— Directions for this task —
Read the lines of the data below and retrieve those with "crate".
───
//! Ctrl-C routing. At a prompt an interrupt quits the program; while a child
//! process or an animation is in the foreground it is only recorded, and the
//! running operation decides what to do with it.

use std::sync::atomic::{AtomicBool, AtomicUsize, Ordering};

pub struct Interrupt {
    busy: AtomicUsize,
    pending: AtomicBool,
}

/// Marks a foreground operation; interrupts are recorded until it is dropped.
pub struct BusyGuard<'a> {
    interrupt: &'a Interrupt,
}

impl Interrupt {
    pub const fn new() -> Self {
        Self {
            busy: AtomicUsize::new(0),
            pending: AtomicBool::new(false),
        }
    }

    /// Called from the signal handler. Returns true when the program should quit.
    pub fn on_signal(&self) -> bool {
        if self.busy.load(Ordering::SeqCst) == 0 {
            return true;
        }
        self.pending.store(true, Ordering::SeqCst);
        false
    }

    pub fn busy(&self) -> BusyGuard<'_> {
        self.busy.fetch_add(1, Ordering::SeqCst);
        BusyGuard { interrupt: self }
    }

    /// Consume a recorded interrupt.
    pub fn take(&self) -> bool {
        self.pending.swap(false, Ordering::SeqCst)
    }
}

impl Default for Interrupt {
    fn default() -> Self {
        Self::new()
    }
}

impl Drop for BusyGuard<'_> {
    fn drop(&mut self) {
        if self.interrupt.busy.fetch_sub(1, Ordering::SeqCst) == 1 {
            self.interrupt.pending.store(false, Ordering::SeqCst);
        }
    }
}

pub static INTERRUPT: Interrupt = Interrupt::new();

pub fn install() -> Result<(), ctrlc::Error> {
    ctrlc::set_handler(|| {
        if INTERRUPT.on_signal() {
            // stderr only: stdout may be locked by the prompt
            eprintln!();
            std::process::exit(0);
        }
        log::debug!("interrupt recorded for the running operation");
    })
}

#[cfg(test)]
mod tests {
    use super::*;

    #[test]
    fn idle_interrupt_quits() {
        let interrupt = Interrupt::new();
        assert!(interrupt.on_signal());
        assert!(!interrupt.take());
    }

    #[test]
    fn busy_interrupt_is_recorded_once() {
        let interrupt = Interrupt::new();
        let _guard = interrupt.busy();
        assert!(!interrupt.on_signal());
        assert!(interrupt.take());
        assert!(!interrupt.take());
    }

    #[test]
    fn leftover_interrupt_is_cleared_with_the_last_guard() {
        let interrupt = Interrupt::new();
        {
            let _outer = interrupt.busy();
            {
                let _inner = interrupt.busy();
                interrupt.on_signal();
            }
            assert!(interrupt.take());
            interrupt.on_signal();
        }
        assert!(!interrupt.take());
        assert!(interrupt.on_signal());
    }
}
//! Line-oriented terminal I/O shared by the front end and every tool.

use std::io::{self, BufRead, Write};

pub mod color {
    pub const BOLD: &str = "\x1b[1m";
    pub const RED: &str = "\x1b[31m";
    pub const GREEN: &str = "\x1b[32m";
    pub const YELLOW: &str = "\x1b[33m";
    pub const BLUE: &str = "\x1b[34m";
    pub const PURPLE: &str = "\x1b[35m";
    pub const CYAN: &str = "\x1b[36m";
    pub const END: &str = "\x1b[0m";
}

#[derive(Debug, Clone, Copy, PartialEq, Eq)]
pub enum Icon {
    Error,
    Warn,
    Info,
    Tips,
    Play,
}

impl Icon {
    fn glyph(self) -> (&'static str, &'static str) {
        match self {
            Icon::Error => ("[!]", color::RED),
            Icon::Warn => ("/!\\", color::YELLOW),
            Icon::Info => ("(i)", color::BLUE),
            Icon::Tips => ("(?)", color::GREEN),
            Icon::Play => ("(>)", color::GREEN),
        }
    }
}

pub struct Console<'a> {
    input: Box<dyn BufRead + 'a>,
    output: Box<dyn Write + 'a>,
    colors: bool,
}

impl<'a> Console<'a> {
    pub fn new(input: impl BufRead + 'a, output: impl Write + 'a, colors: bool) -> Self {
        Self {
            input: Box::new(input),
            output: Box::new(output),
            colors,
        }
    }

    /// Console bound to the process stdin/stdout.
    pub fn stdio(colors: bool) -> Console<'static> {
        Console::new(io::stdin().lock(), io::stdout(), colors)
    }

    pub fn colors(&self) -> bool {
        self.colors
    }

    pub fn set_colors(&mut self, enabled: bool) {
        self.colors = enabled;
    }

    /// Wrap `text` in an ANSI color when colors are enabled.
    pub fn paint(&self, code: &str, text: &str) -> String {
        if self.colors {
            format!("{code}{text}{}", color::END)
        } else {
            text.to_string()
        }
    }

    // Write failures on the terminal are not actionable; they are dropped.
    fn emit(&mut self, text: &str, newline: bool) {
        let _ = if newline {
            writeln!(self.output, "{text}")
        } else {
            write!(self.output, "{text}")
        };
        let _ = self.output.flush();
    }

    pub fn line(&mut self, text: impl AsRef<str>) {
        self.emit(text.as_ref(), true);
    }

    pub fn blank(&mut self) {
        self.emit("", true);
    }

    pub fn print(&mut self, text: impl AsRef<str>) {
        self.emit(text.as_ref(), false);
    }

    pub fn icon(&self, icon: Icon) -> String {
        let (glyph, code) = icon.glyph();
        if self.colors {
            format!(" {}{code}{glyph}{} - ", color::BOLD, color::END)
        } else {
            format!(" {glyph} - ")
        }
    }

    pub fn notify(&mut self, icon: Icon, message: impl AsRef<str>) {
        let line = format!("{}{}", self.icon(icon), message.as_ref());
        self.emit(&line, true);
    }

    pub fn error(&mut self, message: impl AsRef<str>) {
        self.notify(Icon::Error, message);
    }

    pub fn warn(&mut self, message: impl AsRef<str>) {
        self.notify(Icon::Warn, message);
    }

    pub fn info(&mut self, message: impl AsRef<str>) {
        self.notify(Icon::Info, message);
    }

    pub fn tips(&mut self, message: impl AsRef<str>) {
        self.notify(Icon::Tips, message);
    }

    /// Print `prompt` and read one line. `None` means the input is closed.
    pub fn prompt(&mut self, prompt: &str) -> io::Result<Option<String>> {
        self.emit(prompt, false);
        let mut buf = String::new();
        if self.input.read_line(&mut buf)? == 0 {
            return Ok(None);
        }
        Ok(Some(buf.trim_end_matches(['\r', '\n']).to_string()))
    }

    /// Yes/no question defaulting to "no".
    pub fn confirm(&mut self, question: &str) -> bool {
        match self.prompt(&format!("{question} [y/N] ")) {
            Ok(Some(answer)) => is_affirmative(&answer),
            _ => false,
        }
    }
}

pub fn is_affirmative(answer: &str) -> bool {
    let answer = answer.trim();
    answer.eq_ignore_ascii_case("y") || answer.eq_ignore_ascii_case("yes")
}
───
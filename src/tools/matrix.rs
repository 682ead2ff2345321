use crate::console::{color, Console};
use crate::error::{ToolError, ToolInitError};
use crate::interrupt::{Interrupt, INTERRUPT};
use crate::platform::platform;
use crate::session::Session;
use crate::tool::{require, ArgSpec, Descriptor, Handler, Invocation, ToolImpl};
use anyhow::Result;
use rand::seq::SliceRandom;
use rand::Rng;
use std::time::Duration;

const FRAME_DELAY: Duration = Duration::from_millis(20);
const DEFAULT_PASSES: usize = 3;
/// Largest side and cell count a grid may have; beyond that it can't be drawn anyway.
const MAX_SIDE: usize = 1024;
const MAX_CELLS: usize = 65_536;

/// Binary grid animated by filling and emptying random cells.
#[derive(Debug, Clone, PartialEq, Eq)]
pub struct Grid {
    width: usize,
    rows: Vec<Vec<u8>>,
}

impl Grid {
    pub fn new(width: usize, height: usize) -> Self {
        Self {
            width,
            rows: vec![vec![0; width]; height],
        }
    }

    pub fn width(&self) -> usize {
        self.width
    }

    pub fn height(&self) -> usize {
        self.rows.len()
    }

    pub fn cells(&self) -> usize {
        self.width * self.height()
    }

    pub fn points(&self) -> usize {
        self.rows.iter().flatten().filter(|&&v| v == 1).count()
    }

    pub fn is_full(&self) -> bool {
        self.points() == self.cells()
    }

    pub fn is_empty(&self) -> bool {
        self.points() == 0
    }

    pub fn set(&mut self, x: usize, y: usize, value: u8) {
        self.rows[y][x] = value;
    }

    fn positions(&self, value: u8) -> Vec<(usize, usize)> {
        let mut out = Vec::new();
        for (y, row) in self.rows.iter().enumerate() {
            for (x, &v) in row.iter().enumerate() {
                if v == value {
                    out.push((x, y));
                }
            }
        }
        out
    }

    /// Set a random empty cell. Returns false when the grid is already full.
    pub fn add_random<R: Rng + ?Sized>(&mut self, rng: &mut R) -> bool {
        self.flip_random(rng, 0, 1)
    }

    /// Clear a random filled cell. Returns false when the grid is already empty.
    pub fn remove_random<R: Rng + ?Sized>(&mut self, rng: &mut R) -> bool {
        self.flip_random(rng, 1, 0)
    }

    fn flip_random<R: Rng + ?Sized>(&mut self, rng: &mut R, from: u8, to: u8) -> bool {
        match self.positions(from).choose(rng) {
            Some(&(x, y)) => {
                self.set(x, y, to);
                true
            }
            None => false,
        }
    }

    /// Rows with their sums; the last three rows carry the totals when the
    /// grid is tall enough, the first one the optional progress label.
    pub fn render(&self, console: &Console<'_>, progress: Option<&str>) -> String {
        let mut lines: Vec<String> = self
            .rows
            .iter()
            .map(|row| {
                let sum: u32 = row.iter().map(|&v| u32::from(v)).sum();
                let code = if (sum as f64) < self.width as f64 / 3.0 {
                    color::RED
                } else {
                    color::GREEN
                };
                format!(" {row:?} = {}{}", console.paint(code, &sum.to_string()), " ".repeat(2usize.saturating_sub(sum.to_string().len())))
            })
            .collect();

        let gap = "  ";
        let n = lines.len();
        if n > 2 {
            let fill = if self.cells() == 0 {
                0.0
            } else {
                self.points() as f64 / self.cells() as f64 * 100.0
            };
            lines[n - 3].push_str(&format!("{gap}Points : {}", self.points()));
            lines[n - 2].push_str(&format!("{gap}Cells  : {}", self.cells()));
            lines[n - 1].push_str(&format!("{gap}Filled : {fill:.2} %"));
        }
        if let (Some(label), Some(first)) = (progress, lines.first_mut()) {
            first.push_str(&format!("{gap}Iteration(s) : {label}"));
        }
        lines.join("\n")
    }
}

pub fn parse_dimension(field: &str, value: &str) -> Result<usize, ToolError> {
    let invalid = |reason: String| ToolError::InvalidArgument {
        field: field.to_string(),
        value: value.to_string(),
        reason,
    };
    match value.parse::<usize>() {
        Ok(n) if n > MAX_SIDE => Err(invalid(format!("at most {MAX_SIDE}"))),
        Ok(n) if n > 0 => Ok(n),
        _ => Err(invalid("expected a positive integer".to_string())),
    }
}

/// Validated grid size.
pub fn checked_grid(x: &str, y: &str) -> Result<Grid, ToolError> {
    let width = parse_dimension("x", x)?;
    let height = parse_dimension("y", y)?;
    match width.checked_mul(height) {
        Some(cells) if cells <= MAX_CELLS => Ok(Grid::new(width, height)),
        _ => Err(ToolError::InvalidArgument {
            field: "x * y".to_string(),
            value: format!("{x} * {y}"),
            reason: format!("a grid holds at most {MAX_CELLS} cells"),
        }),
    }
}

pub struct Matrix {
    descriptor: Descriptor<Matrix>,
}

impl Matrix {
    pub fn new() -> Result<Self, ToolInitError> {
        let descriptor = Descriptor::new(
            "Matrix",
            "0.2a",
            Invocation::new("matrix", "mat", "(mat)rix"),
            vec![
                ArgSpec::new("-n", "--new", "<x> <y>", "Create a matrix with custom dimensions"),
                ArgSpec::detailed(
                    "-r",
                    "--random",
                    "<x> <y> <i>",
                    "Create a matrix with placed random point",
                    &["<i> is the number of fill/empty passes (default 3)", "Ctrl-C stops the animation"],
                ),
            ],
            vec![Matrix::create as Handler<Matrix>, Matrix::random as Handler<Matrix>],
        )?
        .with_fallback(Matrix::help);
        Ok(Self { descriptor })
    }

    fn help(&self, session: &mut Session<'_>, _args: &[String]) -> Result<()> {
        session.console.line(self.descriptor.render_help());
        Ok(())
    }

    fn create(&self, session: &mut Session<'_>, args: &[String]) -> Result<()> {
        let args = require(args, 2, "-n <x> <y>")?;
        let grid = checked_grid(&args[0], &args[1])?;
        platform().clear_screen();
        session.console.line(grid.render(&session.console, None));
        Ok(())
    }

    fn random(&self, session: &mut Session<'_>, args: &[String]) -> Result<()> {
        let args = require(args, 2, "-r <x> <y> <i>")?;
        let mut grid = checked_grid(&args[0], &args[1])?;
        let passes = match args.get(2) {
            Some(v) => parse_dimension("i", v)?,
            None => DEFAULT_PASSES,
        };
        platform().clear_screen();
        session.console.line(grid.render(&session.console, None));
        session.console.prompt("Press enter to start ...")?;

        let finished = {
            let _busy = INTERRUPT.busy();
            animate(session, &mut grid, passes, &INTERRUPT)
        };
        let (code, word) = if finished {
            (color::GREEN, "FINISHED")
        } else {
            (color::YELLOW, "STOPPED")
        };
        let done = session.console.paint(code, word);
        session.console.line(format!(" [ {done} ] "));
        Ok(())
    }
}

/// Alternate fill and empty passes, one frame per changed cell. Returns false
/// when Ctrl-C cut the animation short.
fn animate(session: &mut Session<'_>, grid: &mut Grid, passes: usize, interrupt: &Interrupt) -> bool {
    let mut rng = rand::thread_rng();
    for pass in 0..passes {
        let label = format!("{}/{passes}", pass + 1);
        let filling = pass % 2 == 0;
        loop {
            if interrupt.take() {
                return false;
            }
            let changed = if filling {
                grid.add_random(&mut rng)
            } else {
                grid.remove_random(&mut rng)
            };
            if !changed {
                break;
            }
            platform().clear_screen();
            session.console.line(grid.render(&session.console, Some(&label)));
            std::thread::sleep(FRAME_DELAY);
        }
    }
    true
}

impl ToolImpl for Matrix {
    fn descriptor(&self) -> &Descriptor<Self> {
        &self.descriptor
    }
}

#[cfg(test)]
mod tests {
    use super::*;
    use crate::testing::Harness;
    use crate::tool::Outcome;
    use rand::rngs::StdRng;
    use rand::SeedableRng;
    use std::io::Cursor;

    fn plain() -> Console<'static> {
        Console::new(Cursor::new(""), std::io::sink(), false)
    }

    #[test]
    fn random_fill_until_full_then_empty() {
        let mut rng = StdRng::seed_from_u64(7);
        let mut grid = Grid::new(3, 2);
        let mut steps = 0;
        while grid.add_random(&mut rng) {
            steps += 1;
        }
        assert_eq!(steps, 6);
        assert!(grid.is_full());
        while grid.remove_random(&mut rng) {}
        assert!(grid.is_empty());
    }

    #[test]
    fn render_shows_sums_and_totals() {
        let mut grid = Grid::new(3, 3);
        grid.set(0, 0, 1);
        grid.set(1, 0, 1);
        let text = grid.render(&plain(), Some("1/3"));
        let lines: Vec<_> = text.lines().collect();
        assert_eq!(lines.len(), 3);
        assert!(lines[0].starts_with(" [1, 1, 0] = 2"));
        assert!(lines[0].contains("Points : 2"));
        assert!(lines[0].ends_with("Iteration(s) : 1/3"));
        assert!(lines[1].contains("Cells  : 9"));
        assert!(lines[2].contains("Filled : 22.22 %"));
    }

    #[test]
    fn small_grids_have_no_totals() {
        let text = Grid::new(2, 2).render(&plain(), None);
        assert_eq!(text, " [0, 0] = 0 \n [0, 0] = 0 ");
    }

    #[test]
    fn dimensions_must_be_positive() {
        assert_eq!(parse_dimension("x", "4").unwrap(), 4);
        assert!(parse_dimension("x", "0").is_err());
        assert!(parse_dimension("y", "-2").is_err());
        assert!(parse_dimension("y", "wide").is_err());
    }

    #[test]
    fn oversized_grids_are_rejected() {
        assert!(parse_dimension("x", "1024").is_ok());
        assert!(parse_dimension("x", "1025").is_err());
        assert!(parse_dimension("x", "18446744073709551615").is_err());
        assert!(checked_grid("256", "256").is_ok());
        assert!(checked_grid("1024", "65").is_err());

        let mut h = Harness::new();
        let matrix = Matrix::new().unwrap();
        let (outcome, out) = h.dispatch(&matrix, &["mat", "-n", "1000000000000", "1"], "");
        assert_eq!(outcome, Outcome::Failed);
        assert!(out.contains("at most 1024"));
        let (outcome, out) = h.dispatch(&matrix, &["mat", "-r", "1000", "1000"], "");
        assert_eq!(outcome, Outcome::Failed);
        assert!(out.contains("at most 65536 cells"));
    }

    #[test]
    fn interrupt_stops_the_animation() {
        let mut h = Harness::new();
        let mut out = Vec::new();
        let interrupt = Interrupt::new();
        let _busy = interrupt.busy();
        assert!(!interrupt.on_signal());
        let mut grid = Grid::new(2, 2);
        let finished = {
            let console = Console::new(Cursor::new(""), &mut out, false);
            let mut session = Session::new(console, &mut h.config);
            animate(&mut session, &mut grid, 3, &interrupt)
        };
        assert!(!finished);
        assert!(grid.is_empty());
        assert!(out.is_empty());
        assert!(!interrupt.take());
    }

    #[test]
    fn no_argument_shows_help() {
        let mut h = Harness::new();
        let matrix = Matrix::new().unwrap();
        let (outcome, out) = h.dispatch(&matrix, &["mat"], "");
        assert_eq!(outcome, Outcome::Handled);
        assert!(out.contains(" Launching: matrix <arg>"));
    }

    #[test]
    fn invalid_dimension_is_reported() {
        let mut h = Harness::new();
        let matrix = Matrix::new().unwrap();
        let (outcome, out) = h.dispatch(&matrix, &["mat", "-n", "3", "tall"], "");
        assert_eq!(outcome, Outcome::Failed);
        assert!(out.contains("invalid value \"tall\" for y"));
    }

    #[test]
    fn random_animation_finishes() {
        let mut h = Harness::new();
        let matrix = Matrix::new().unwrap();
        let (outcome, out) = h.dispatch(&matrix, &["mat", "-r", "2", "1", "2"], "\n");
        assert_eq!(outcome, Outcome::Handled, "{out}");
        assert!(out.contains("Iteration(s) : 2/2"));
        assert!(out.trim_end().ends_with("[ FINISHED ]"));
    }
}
───
— Exercise answer —
use crate::console::{color, Console};
use crate::error::{ToolError, ToolInitError};
use crate::interrupt::{Interrupt, INTERRUPT};
use crate::platform::platform;
use crate::session::Session;
use crate::tool::{require, ArgSpec, Descriptor, Handler, Invocation, ToolImpl};
    use crate::testing::Harness;
    use crate::tool::Outcome;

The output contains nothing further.